◆ ACTION ITEM ◆
Return exactly the span of lines in the following data that opens with the line containing "pub const DEFAULT_ALPHA_THRESHOLD: f32 = 0.1;" and closes with the line containing "Option<&str>, thresholds: &Thresholds)". Include nothing else.

◆ RECORDS SUPPLIED ◆
--- START ---

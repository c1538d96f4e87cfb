//! Darkness classification of a page.
//!
//! Candidates are checked innermost first: inner container, outer container,
//! `<body>`, `<html>`. The first element whose background yields a verdict
//! decides the page. Pages with no usable background anywhere are light.

use serde::{Deserialize, Serialize};
use tracing::debug;

use crate::color::{Color, Threshold};
use crate::dom::StyleTree;
use crate::locator::{self, Containers};

/// Default per-channel darkness bound.
pub const DEFAULT_RGB_THRESHOLD: Threshold = Threshold::new(30, 30, 30);
/// Backgrounds at or below this opacity defer to the next candidate.
pub const DEFAULT_ALPHA_THRESHOLD: f32 = 0.1;

/// Verdict for one element's background.
#[derive(Debug, Clone, Copy, PartialEq, Eq)]
pub enum Verdict {
    Dark,
    Light,
    Unknown,
}

/// Page-level shade; never unknown.
#[derive(Debug, Clone, Copy, PartialEq, Eq)]
pub enum PageShade {
    Dark,
    Light,
}

impl PageShade {
    pub fn is_dark(self) -> bool {
        self == Self::Dark
    }
}

/// Classification parameters.
#[derive(Debug, Clone, Copy, PartialEq)]
pub struct Thresholds {
    pub rgb: Threshold,
    pub alpha: f32,
}

impl Default for Thresholds {
    fn default() -> Self {
        Self {
            rgb: DEFAULT_RGB_THRESHOLD,
            alpha: DEFAULT_ALPHA_THRESHOLD,
        }
    }
}

/// Message the content side sends once per page load.
#[derive(Debug, Clone, Copy, PartialEq, Eq, Serialize, Deserialize)]
pub struct ClassificationMessage {
    pub page_is_dark: bool,
}

/// Classify a single background-color value.
pub fn background_verdict(background: Option<&str>, thresholds: &Thresholds) -> Verdict {
    let Some(color) = background.and_then(Color::parse) else {
        return Verdict::Unknown;
    };
    if let Some(alpha) = color.alpha {
        if alpha <= thresholds.alpha {
            return Verdict::Unknown;
        }
    }
    if color.is_dark(thresholds.rgb) {
        Verdict::Dark
    } else {
        Verdict::Light
    }
}

pub fn element_verdict<T: StyleTree>(tree: &T, node: T::Node, thresholds: &Thresholds) -> Verdict {
    let background = tree.computed_style(node, "background-color");
    background_verdict(background.as_deref(), thresholds)
}

/// First decisive verdict along `chain`, defaulting to light.
pub fn classify<T: StyleTree>(tree: &T, chain: &[T::Node], thresholds: &Thresholds) -> PageShade {
    for &node in chain {
        match element_verdict(tree, node, thresholds) {
            Verdict::Dark => return PageShade::Dark,
            Verdict::Light => return PageShade::Light,
            Verdict::Unknown => continue,
        }
    }
    PageShade::Light
}

/// Candidate chain in priority order, skipping absent slots.
pub fn candidate_chain<T: StyleTree>(tree: &T, containers: &Containers<T::Node>) -> Vec<T::Node> {
    [
        containers.inner,
        containers.outer,
        tree.body(),
        Some(tree.document_element()),
    ]
    .into_iter()
    .flatten()
    .collect()
}

/// State owned by one page load on the content side.
///
/// The first [`report`] runs the locator and classifier; later calls within
/// the same load resend the cached verdict.
///
/// [`report`]: PageContext::report
#[derive(Debug, Clone)]
pub struct PageContext<N> {
    thresholds: Thresholds,
    initialized: bool,
    containers: Containers<N>,
    shade: Option<PageShade>,
}

impl<N: Copy> PageContext<N> {
    pub fn new(thresholds: Thresholds) -> Self {
        Self {
            thresholds,
            initialized: false,
            containers: Containers::default(),
            shade: None,
        }
    }

    pub fn is_initialized(&self) -> bool {
        self.initialized
    }

    pub fn containers(&self) -> Containers<N> {
        self.containers
    }

    pub fn report<T: StyleTree<Node = N>>(&mut self, tree: &T) -> ClassificationMessage {
        if !self.initialized {
            self.containers = locator::locate(tree, self.thresholds.alpha);
            self.initialized = true;
        }
        let shade = match self.shade {
            Some(shade) => shade,
            None => {
                let chain = candidate_chain(tree, &self.containers);
                let shade = classify(tree, &chain, &self.thresholds);
                debug!(?shade, candidates = chain.len(), "classified page");
                self.shade = Some(shade);
                shade
            }
        };
        ClassificationMessage {
            page_is_dark: shade.is_dark(),
        }
    }
}

#[cfg(test)]
mod tests {
    use super::*;
    use crate::dom::{Document, SnapshotNode, StyleSink, Viewport};

    fn t() -> Thresholds {
        Thresholds::default()
    }

    // Verifies unknown text, transparency and darkness map to verdicts.
    #[test]
    fn background_verdicts() {
        assert_eq!(background_verdict(None, &t()), Verdict::Unknown);
        assert_eq!(background_verdict(Some("garbage"), &t()), Verdict::Unknown);
        assert_eq!(background_verdict(Some("rgba(0, 0, 0, 0)"), &t()), Verdict::Unknown);
        assert_eq!(background_verdict(Some("rgba(0, 0, 0, 0.1)"), &t()), Verdict::Unknown);
        assert_eq!(background_verdict(Some("rgba(0, 0, 0, 0.2)"), &t()), Verdict::Dark);
        assert_eq!(background_verdict(Some("rgb(30, 30, 30)"), &t()), Verdict::Dark);
        assert_eq!(background_verdict(Some("rgb(31, 30, 30)"), &t()), Verdict::Light);
    }

    fn chain_doc(inner: &str, outer: &str, body: &str, html: &str) -> Document {
        Document::new(
            Viewport::default(),
            SnapshotNode::new("html").background(html).child(
                SnapshotNode::new("body").background(body).child(
                    SnapshotNode::new("main")
                        .background(outer)
                        .rect(0.0, 0.0, 100.0, 100.0)
                        .child(
                            SnapshotNode::new("article")
                                .background(inner)
                                .rect(0.0, 0.0, 50.0, 50.0),
                        ),
                ),
            ),
        )
    }

    // Verifies the first decisive element in the chain wins.
    #[test]
    fn body_decides_when_containers_unknown() {
        let doc = chain_doc("unset", "unset", "rgb(10, 10, 10)", "unset");
        let mut ctx = PageContext::new(t());
        assert_eq!(ctx.report(&doc), ClassificationMessage { page_is_dark: true });
        let found = ctx.containers();
        assert_eq!(doc.tag_name(found.outer.unwrap()), "MAIN");
        assert_eq!(doc.tag_name(found.inner.unwrap()), "ARTICLE");
    }

    #[test]
    fn inner_container_takes_priority() {
        let doc = chain_doc("rgb(250, 250, 250)", "rgb(0, 0, 0)", "rgb(0, 0, 0)", "rgb(0, 0, 0)");
        let mut ctx = PageContext::new(t());
        assert!(!ctx.report(&doc).page_is_dark);
    }

    // Verifies an all-unknown chain falls back to light.
    #[test]
    fn all_unknown_defaults_to_light() {
        let doc = chain_doc("x", "rgba(0, 0, 0, 0)", "y", "z");
        let chain = candidate_chain(&doc, &locator::locate(&doc, 0.1));
        assert_eq!(chain.len(), 4);
        assert_eq!(classify(&doc, &chain, &t()), PageShade::Light);
        assert_eq!(classify(&doc, &[], &t()), PageShade::Light);
    }

    // Verifies a second report in the same page load reuses the cached verdict.
    #[test]
    fn repeat_report_uses_cached_verdict() {
        let mut doc = chain_doc("unset", "unset", "rgb(10, 10, 10)", "unset");
        let mut ctx = PageContext::new(t());
        assert!(!ctx.is_initialized());
        assert!(ctx.report(&doc).page_is_dark);
        assert!(ctx.is_initialized());

        let body = doc.body().unwrap();
        doc.set_property(body, "background-color", "rgb(255, 255, 255)", true);
        assert!(ctx.report(&doc).page_is_dark);
    }

    #[test]
    fn message_wire_format() {
        let json = serde_json::to_string(&ClassificationMessage { page_is_dark: false }).unwrap();
        assert_eq!(json, r#"{"page_is_dark":false}"#);
    }
}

--- END ---

◆ RESPONSE TO THIS TASK ◆
pub const DEFAULT_ALPHA_THRESHOLD: f32 = 0.1;

/// Verdict for one element's background.
#[derive(Debug, Clone, Copy, PartialEq, Eq)]
pub enum Verdict {
    Dark,
    Light,
    Unknown,
}

/// Page-level shade; never unknown.
#[derive(Debug, Clone, Copy, PartialEq, Eq)]
pub enum PageShade {
    Dark,
    Light,
}

impl PageShade {
    pub fn is_dark(self) -> bool {
        self == Self::Dark
    }
}

/// Classification parameters.
#[derive(Debug, Clone, Copy, PartialEq)]
pub struct Thresholds {
    pub rgb: Threshold,
    pub alpha: f32,
}

impl Default for Thresholds {
    fn default() -> Self {
        Self {
            rgb: DEFAULT_RGB_THRESHOLD,
            alpha: DEFAULT_ALPHA_THRESHOLD,
        }
    }
}

/// Message the content side sends once per page load.
#[derive(Debug, Clone, Copy, PartialEq, Eq, Serialize, Deserialize)]
pub struct ClassificationMessage {
    pub page_is_dark: bool,
}

/// Classify a single background-color value.
pub fn background_verdict(background: Option<&str>, thresholds: &Thresholds) -> Verdict {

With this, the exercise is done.